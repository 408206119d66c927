//! Versioned blob storage.
//!
//! Every write appends an immutable, timestamped version under a filename
//! key. The current state of a path is the version with the greatest
//! (timestamp, sequence) pair; a deleted flag on that version makes the
//! path resolve as absent.

mod log;

pub use log::VersionLog;
use chrono::{DateTime, Local};
use lesspress_config::Config;
use lesspress_core::ArtifactKind;
use lesspress_hooks::LessPlugin;
use lesspress_utils::probe_file;

fn local_time(epoch: i64) -> String {
    DateTime::from_timestamp(epoch, 0)
        .map(|t| t.with_timezone(&Local).format("%Y-%m-%d %H:%M:%S").to_string())
        .unwrap_or_else(|| epoch.to_string())
}

pub fn execute(config: &Config, template: &str) -> eyre::Result<()> {
    let plugin = LessPlugin::from_config(config);
    let build = plugin.config();
    let layout = plugin.site().template(template);

    println!("Template:    {template}");
    println!(
        "Configured:  {}",
        if build.active_template(Some(template)).is_some() {
            "yes"
        } else {
            "no"
        }
    );
    println!("Mode:        {}", build.compile_mode);
    println!("Source:      {}", layout.less_file().display());

    let verdict = plugin.status(template)?;
    println!(
        "State:       {}",
        if verdict.is_stale() {
            format!("stale ({verdict})")
        } else {
            verdict.to_string()
        }
    );

    match plugin.snapshot()? {
        Some(snapshot) => {
            println!("Tracked files ({}):", snapshot.len());
            for (path, record) in snapshot.iter() {
                println!(
                    "  {} ({} bytes, modified {})",
                    path.display(),
                    record.filesize_bytes,
                    local_time(record.modified_at_epoch)
                );
            }
        }
        None => println!("Tracked files: none"),
    }

    println!("Artifacts:");
    for kind in [
        ArtifactKind::CompressedCss,
        ArtifactKind::UncompressedCss,
        ArtifactKind::SourceMap,
    ] {
        let path = layout.artifact(kind);
        let label = kind.to_string();
        match probe_file(&path) {
            Some(stat) => {
                println!(
                    "  {label:<16} {} bytes, modified {}",
                    stat.size,
                    local_time(stat.modified)
                );
            }
            None => println!("  {label:<16} missing"),
        }
    }
    Ok(())
}
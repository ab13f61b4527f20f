use once_cell::sync::Lazy;
use regex::Regex;
use std::borrow::Cow;

static LESS_STYLESHEET: Lazy<Regex> = Lazy::new(|| {
    Regex::new(r#"(<link rel="stylesheet)(" href="[^"]*\.less")"#).expect("valid stylesheet pattern")
});

/// Mark every stylesheet link pointing at a `.less` file as
/// `rel="stylesheet/less"` so the browser-side compiler picks it up.
///
/// Bodies without such a link are returned borrowed.
pub fn mark_less_stylesheet(body: &str) -> Cow<'_, str> {
    LESS_STYLESHEET.replace_all(body, "${1}/less${2}")
}
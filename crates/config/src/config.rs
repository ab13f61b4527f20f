//! Plugin configuration for lesspress
//!
//! `Config` is the immutable result of loading: the plugin parameters that
//! become a [`BuildConfig`] for every render, plus the site settings that tell
//! the build where templates, the cache and the compiler live.

use lesspress_core::{BuildConfig, CompileMode, DEFAULT_BASE_URI};
use serde::{de, Deserialize, Deserializer, Serialize};
use std::path::PathBuf;

/// Parameters as the site administrator sets them
#[derive(Debug, Clone, PartialEq, Eq, Serialize, Deserialize)]
#[serde(default)]
pub struct PluginParams {
    /// Templates the build applies to
    pub templates: Vec<String>,

    /// `server` (default) or `client`
    pub compile: CompileMode,

    /// Skip the staleness check and always recompile
    #[serde(deserialize_with = "flexible_bool")]
    pub force: bool,

    /// Emit and track `template.css.map`
    #[serde(deserialize_with = "flexible_bool")]
    pub generate_sourcemap: bool,

    /// Also emit unminified `template.css`
    #[serde(deserialize_with = "flexible_bool")]
    pub generate_uncompressed: bool,
}

impl Default for PluginParams {
    fn default() -> Self {
        Self {
            templates: Vec::new(),
            compile: CompileMode::Server,
            force: false,
            generate_sourcemap: true,
            generate_uncompressed: false,
        }
    }
}

impl PluginParams {
    #[must_use]
    pub fn build_config(&self) -> BuildConfig {
        BuildConfig {
            template_allow_list: self.templates.iter().cloned().collect(),
            compile_mode: self.compile,
            force: self.force,
            generate_sourcemap: self.generate_sourcemap,
            generate_uncompressed: self.generate_uncompressed,
        }
    }
}

/// Where things live on this site
#[derive(Debug, Clone, PartialEq, Eq)]
pub struct SiteSettings {
    /// Directory containing `templates/`
    pub site_root: PathBuf,

    /// Public URL prefix of the site, always ending in `/`
    pub base_uri: String,

    /// Root of the metadata cache
    pub cache_dir: PathBuf,

    /// Explicit compiler binary, looked up on `PATH` when unset
    pub lessc: Option<PathBuf>,
}

impl SiteSettings {
    pub fn new(site_root: impl Into<PathBuf>) -> Self {
        Self {
            site_root: site_root.into(),
            base_uri: DEFAULT_BASE_URI.to_string(),
            cache_dir: default_cache_dir(),
            lessc: None,
        }
    }
}

/// Loaded configuration
#[derive(Debug, Clone, PartialEq, Eq)]
pub struct Config {
    pub params: PluginParams,
    pub site: SiteSettings,
}

impl Config {
    #[must_use]
    pub fn build_config(&self) -> BuildConfig {
        self.params.build_config()
    }
}

/// `<platform cache dir>/lesspress`, falling back to `~/.cache/lesspress`
pub fn default_cache_dir() -> PathBuf {
    dirs::cache_dir()
        .or_else(|| dirs::home_dir().map(|h| h.join(".cache")))
        .unwrap_or_else(std::env::temp_dir)
        .join("lesspress")
}

/// Ensure a base URI ends with exactly one `/`
pub fn normalize_base_uri(uri: &str) -> String {
    let trimmed = uri.trim().trim_end_matches('/');
    format!("{trimmed}/")
}

/// Parse the boolean spellings admin forms tend to store
pub fn parse_flag(value: &str) -> Option<bool> {
    match value.trim().to_ascii_lowercase().as_str() {
        "1" | "true" | "yes" | "on" => Some(true),
        "0" | "false" | "no" | "off" | "" => Some(false),
        _ => None,
    }
}

fn flexible_bool<'de, D>(deserializer: D) -> Result<bool, D::Error>
where
    D: Deserializer<'de>,
{
    #[derive(Deserialize)]
    #[serde(untagged)]
    enum Flag {
        Bool(bool),
        Int(i64),
        Text(String),
    }

    match Flag::deserialize(deserializer)? {
        Flag::Bool(b) => Ok(b),
        Flag::Int(i) => Ok(i != 0),
        Flag::Text(s) => parse_flag(&s)
            .ok_or_else(|| de::Error::custom(format!("invalid boolean flag '{s}'"))),
    }
}
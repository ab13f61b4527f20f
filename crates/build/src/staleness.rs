//! Decides whether the published stylesheet must be rebuilt.
//!
//! Pure: the snapshot, the source map's presence and a probe for current file
//! facts are all passed in, so the rules can be exercised without touching a
//! disk.

use lesspress_core::{BuildConfig, FileStat, MetadataSnapshot};
use std::fmt;
use std::path::{Path, PathBuf};

/// Verdict of [`assess`], naming the first rule that fired
#[derive(Debug, Clone, PartialEq, Eq)]
pub enum Staleness {
    /// Nothing recorded: never compiled, or the cache was cleared
    NoSnapshot,
    /// A source map exists but maps are disabled
    StraySourceMap,
    /// Maps are enabled but none exists
    MissingSourceMap,
    /// A tracked source file disappeared
    SourceMissing(PathBuf),
    /// A tracked source file has a different size or mtime
    SourceChanged(PathBuf),
    Fresh,
}

impl Staleness {
    pub fn is_stale(&self) -> bool {
        !matches!(self, Staleness::Fresh)
    }
}

impl fmt::Display for Staleness {
    fn fmt(&self, f: &mut fmt::Formatter<'_>) -> fmt::Result {
        match self {
            Staleness::NoSnapshot => write!(f, "no metadata recorded"),
            Staleness::StraySourceMap => write!(f, "source map present but disabled"),
            Staleness::MissingSourceMap => write!(f, "source map enabled but missing"),
            Staleness::SourceMissing(path) => write!(f, "{} was removed", path.display()),
            Staleness::SourceChanged(path) => write!(f, "{} changed", path.display()),
            Staleness::Fresh => write!(f, "up to date"),
        }
    }
}

/// Apply the staleness rules in order, stopping at the first that fires.
///
/// Every tracked file is checked, imports included, so touching only an
/// imported file is enough to make the build stale.
pub fn assess<F>(
    snapshot: Option<&MetadataSnapshot>,
    sourcemap_exists: bool,
    config: &BuildConfig,
    mut probe: F,
) -> Staleness
where
    F: FnMut(&Path) -> Option<FileStat>,
{
    let Some(snapshot) = snapshot else {
        return Staleness::NoSnapshot;
    };

    if sourcemap_exists && !config.generate_sourcemap {
        return Staleness::StraySourceMap;
    }
    if !sourcemap_exists && config.generate_sourcemap {
        return Staleness::MissingSourceMap;
    }

    for (path, record) in snapshot.iter() {
        match probe(path) {
            None => return Staleness::SourceMissing(path.to_path_buf()),
            Some(stat) if !record.matches(&stat) => {
                return Staleness::SourceChanged(path.to_path_buf())
            }
            Some(_) => {}
        }
    }

    Staleness::Fresh
}

pub fn is_stale<F>(
    snapshot: Option<&MetadataSnapshot>,
    sourcemap_exists: bool,
    config: &BuildConfig,
    probe: F,
) -> bool
where
    F: FnMut(&Path) -> Option<FileStat>,
{
    assess(snapshot, sourcemap_exists, config, probe).is_stale()
}
use crate::store::CacheStore;
use lesspress_core::{Error, MetadataSnapshot, Result, CACHE_KEY};
use tracing::{debug, warn};

/// Where the snapshot of the last successful compile lives
pub trait MetadataStore: Send + Sync {
    /// The current snapshot, `None` when nothing has been compiled since the
    /// cache was last cleared
    fn load(&self) -> Result<Option<MetadataSnapshot>>;

    /// Replace the current snapshot as a whole
    fn store(&self, snapshot: &MetadataSnapshot) -> Result<()>;

    fn clear(&self) -> Result<()>;
}

/// [`MetadataStore`] keeping the snapshot as JSON under one fixed cache key
#[derive(Debug)]
pub struct CachedMetadataStore<C> {
    cache: C,
    key: String,
}

impl<C: CacheStore> CachedMetadataStore<C> {
    pub fn new(cache: C) -> Self {
        Self::with_key(cache, CACHE_KEY)
    }

    pub fn with_key(cache: C, key: impl Into<String>) -> Self {
        Self {
            cache,
            key: key.into(),
        }
    }

    pub fn cache(&self) -> &C {
        &self.cache
    }
}

impl<C: CacheStore> MetadataStore for CachedMetadataStore<C> {
    fn load(&self) -> Result<Option<MetadataSnapshot>> {
        let Some(bytes) = self.cache.get(&self.key)? else {
            return Ok(None);
        };

        match serde_json::from_slice::<MetadataSnapshot>(&bytes) {
            Ok(snapshot) => {
                debug!("Loaded metadata for {} tracked files", snapshot.len());
                Ok(Some(snapshot))
            }
            Err(e) => {
                // An unreadable entry is as good as none: the next compile rewrites it
                warn!("Ignoring corrupt metadata cache entry '{}': {e}", self.key);
                Ok(None)
            }
        }
    }

    fn store(&self, snapshot: &MetadataSnapshot) -> Result<()> {
        let content = serde_json::to_vec_pretty(snapshot).map_err(|e| Error::Json {
            message: "Failed to serialize metadata snapshot".to_string(),
            source: e,
        })?;
        self.cache.store(&self.key, &content)?;
        debug!("Stored metadata for {} tracked files", snapshot.len());
        Ok(())
    }

    fn clear(&self) -> Result<()> {
        self.cache.remove(&self.key)
    }
}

----------

Work item → Lines above with "CompileMode" in them are the ones to copy.

Solution →
use lesspress_core::{BuildConfig, CompileMode, DEFAULT_BASE_URI};
    pub compile: CompileMode,
            compile: CompileMode::Server,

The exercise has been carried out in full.